About this exercise.
In full and without alteration, output each record given here.

Records shown.
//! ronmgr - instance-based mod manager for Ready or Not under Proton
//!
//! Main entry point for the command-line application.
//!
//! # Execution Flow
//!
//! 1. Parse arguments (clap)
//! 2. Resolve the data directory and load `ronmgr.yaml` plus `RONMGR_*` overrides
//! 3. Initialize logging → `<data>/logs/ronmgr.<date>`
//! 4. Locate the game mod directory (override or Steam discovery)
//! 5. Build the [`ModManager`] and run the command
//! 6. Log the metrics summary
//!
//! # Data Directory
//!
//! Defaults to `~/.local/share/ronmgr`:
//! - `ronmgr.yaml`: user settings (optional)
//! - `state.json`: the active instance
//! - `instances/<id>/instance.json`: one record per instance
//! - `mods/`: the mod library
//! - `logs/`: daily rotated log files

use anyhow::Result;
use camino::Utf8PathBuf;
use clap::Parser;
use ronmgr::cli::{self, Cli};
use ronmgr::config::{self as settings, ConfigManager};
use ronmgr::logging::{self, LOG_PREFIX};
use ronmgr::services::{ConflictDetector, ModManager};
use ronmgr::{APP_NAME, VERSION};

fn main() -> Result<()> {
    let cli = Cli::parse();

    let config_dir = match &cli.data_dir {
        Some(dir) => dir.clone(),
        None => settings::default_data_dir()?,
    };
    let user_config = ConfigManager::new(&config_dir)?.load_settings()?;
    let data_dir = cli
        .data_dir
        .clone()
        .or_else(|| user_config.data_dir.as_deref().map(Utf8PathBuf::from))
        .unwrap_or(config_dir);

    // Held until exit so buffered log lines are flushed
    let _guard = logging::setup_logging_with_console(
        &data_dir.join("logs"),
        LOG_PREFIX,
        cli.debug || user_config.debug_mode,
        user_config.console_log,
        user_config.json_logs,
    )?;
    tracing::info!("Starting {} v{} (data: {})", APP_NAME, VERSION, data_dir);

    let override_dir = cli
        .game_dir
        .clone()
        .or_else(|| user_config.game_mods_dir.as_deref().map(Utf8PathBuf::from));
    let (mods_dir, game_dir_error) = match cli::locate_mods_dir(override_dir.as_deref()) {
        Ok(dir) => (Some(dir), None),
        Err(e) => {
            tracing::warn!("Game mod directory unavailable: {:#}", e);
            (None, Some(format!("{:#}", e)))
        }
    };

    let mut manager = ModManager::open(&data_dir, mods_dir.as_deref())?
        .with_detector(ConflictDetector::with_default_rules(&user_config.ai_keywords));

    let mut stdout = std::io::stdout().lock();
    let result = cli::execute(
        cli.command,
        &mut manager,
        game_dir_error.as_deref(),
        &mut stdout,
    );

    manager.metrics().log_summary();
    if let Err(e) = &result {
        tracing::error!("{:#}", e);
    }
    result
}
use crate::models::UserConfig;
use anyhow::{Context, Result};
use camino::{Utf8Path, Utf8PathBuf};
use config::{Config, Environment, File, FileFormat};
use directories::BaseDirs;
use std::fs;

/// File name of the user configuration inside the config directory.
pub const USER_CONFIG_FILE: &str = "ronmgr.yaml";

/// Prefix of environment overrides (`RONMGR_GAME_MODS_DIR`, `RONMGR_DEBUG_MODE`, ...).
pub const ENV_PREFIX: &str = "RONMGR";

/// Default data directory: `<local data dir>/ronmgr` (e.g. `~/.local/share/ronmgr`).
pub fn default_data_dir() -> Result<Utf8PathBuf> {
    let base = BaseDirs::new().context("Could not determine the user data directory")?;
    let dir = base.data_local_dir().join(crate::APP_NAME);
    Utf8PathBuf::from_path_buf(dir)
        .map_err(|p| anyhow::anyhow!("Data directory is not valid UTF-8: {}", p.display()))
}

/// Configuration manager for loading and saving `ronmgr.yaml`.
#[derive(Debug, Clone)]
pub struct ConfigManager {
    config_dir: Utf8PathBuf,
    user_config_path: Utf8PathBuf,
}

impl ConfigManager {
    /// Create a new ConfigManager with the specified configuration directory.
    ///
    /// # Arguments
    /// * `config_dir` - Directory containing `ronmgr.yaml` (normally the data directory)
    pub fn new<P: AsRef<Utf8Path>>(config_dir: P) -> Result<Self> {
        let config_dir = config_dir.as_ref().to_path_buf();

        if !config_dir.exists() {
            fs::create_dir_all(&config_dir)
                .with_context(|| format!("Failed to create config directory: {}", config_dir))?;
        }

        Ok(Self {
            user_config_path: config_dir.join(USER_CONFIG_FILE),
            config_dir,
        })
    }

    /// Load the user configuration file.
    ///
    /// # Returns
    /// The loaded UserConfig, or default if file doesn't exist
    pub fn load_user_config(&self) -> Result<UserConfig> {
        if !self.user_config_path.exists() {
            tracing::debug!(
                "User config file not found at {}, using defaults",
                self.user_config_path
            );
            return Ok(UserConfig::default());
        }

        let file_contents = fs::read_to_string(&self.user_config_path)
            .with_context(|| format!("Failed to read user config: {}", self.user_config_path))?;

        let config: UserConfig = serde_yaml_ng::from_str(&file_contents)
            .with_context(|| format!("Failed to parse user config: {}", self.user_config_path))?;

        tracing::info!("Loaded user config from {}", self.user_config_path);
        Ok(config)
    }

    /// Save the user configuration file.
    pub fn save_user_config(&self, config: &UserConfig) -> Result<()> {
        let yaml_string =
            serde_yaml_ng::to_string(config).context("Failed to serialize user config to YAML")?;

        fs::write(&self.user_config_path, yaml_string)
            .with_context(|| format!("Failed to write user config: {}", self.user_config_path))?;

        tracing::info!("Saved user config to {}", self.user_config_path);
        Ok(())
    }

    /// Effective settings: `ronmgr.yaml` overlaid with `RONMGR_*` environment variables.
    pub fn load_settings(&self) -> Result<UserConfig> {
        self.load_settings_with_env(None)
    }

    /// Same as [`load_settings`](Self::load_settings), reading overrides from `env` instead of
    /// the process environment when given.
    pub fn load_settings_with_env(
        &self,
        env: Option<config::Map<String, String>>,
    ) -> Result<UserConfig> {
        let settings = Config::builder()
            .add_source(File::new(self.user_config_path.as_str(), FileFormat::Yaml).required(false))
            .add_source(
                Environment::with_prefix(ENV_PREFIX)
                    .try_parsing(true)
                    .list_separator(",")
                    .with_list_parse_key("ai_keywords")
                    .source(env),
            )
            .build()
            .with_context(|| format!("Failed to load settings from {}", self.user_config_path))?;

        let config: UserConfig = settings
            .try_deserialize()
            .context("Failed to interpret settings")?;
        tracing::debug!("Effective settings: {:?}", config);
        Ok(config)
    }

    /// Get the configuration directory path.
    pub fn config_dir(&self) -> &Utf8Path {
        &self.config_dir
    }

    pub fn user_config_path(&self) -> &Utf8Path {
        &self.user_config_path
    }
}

Result of the task.
//! ronmgr - instance-based mod manager for Ready or Not under Proton
//!
//! Main entry point for the command-line application.
//!
//! # Execution Flow
//!
//! 1. Parse arguments (clap)
//! 2. Resolve the data directory and load `ronmgr.yaml` plus `RONMGR_*` overrides
//! 3. Initialize logging → `<data>/logs/ronmgr.<date>`
//! 4. Locate the game mod directory (override or Steam discovery)
//! 5. Build the [`ModManager`] and run the command
//! 6. Log the metrics summary
//!
//! # Data Directory
//!
//! Defaults to `~/.local/share/ronmgr`:
//! - `ronmgr.yaml`: user settings (optional)
//! - `state.json`: the active instance
//! - `instances/<id>/instance.json`: one record per instance
//! - `mods/`: the mod library
//! - `logs/`: daily rotated log files

use anyhow::Result;
use camino::Utf8PathBuf;
use clap::Parser;
use ronmgr::cli::{self, Cli};
use ronmgr::config::{self as settings, ConfigManager};
use ronmgr::logging::{self, LOG_PREFIX};
use ronmgr::services::{ConflictDetector, ModManager};
use ronmgr::{APP_NAME, VERSION};

fn main() -> Result<()> {
    let cli = Cli::parse();

    let config_dir = match &cli.data_dir {
        Some(dir) => dir.clone(),
        None => settings::default_data_dir()?,
    };
    let user_config = ConfigManager::new(&config_dir)?.load_settings()?;
    let data_dir = cli
        .data_dir
        .clone()
        .or_else(|| user_config.data_dir.as_deref().map(Utf8PathBuf::from))
        .unwrap_or(config_dir);

    // Held until exit so buffered log lines are flushed
    let _guard = logging::setup_logging_with_console(
        &data_dir.join("logs"),
        LOG_PREFIX,
        cli.debug || user_config.debug_mode,
        user_config.console_log,
        user_config.json_logs,
    )?;
    tracing::info!("Starting {} v{} (data: {})", APP_NAME, VERSION, data_dir);

    let override_dir = cli
        .game_dir
        .clone()
        .or_else(|| user_config.game_mods_dir.as_deref().map(Utf8PathBuf::from));
    let (mods_dir, game_dir_error) = match cli::locate_mods_dir(override_dir.as_deref()) {
        Ok(dir) => (Some(dir), None),
        Err(e) => {
            tracing::warn!("Game mod directory unavailable: {:#}", e);
            (None, Some(format!("{:#}", e)))
        }
    };

    let mut manager = ModManager::open(&data_dir, mods_dir.as_deref())?
        .with_detector(ConflictDetector::with_default_rules(&user_config.ai_keywords));

    let mut stdout = std::io::stdout().lock();
    let result = cli::execute(
        cli.command,
        &mut manager,
        game_dir_error.as_deref(),
        &mut stdout,
    );

    manager.metrics().log_summary();
    if let Err(e) = &result {
        tracing::error!("{:#}", e);
    }
    result
}
use crate::models::UserConfig;
use anyhow::{Context, Result};
use camino::{Utf8Path, Utf8PathBuf};
use config::{Config, Environment, File, FileFormat};
use directories::BaseDirs;
use std::fs;

/// File name of the user configuration inside the config directory.
pub const USER_CONFIG_FILE: &str = "ronmgr.yaml";

/// Prefix of environment overrides (`RONMGR_GAME_MODS_DIR`, `RONMGR_DEBUG_MODE`, ...).
pub const ENV_PREFIX: &str = "RONMGR";

/// Default data directory: `<local data dir>/ronmgr` (e.g. `~/.local/share/ronmgr`).
pub fn default_data_dir() -> Result<Utf8PathBuf> {
    let base = BaseDirs::new().context("Could not determine the user data directory")?;
    let dir = base.data_local_dir().join(crate::APP_NAME);
    Utf8PathBuf::from_path_buf(dir)
        .map_err(|p| anyhow::anyhow!("Data directory is not valid UTF-8: {}", p.display()))
}

/// Configuration manager for loading and saving `ronmgr.yaml`.
#[derive(Debug, Clone)]
pub struct ConfigManager {
    config_dir: Utf8PathBuf,
    user_config_path: Utf8PathBuf,
}

impl ConfigManager {
    /// Create a new ConfigManager with the specified configuration directory.
    ///
    /// # Arguments
    /// * `config_dir` - Directory containing `ronmgr.yaml` (normally the data directory)
    pub fn new<P: AsRef<Utf8Path>>(config_dir: P) -> Result<Self> {
        let config_dir = config_dir.as_ref().to_path_buf();

        if !config_dir.exists() {
            fs::create_dir_all(&config_dir)
                .with_context(|| format!("Failed to create config directory: {}", config_dir))?;
        }

        Ok(Self {
            user_config_path: config_dir.join(USER_CONFIG_FILE),
            config_dir,
        })
    }

    /// Load the user configuration file.
    ///
    /// # Returns
    /// The loaded UserConfig, or default if file doesn't exist
    pub fn load_user_config(&self) -> Result<UserConfig> {
        if !self.user_config_path.exists() {
            tracing::debug!(
                "User config file not found at {}, using defaults",
                self.user_config_path
            );
            return Ok(UserConfig::default());
        }

        let file_contents = fs::read_to_string(&self.user_config_path)
            .with_context(|| format!("Failed to read user config: {}", self.user_config_path))?;

        let config: UserConfig = serde_yaml_ng::from_str(&file_contents)
            .with_context(|| format!("Failed to parse user config: {}", self.user_config_path))?;

        tracing::info!("Loaded user config from {}", self.user_config_path);
        Ok(config)
    }

    /// Save the user configuration file.
    pub fn save_user_config(&self, config: &UserConfig) -> Result<()> {
        let yaml_string =
            serde_yaml_ng::to_string(config).context("Failed to serialize user config to YAML")?;

        fs::write(&self.user_config_path, yaml_string)
            .with_context(|| format!("Failed to write user config: {}", self.user_config_path))?;

        tracing::info!("Saved user config to {}", self.user_config_path);
        Ok(())
    }

    /// Effective settings: `ronmgr.yaml` overlaid with `RONMGR_*` environment variables.
    pub fn load_settings(&self) -> Result<UserConfig> {
        self.load_settings_with_env(None)
    }

    /// Same as [`load_settings`](Self::load_settings), reading overrides from `env` instead of
    /// the process environment when given.
    pub fn load_settings_with_env(
        &self,
        env: Option<config::Map<String, String>>,
    ) -> Result<UserConfig> {
        let settings = Config::builder()
            .add_source(File::new(self.user_config_path.as_str(), FileFormat::Yaml).required(false))
            .add_source(
                Environment::with_prefix(ENV_PREFIX)
                    .try_parsing(true)
                    .list_separator(",")
                    .with_list_parse_key("ai_keywords")
                    .source(env),
            )
            .build()
            .with_context(|| format!("Failed to load settings from {}", self.user_config_path))?;

        let config: UserConfig = settings
            .try_deserialize()
            .context("Failed to interpret settings")?;
        tracing::debug!("Effective settings: {:?}", config);
        Ok(config)
    }

    /// Get the configuration directory path.
    pub fn config_dir(&self) -> &Utf8Path {
        &self.config_dir
    }

    pub fn user_config_path(&self) -> &Utf8Path {
        &self.user_config_path
    }
}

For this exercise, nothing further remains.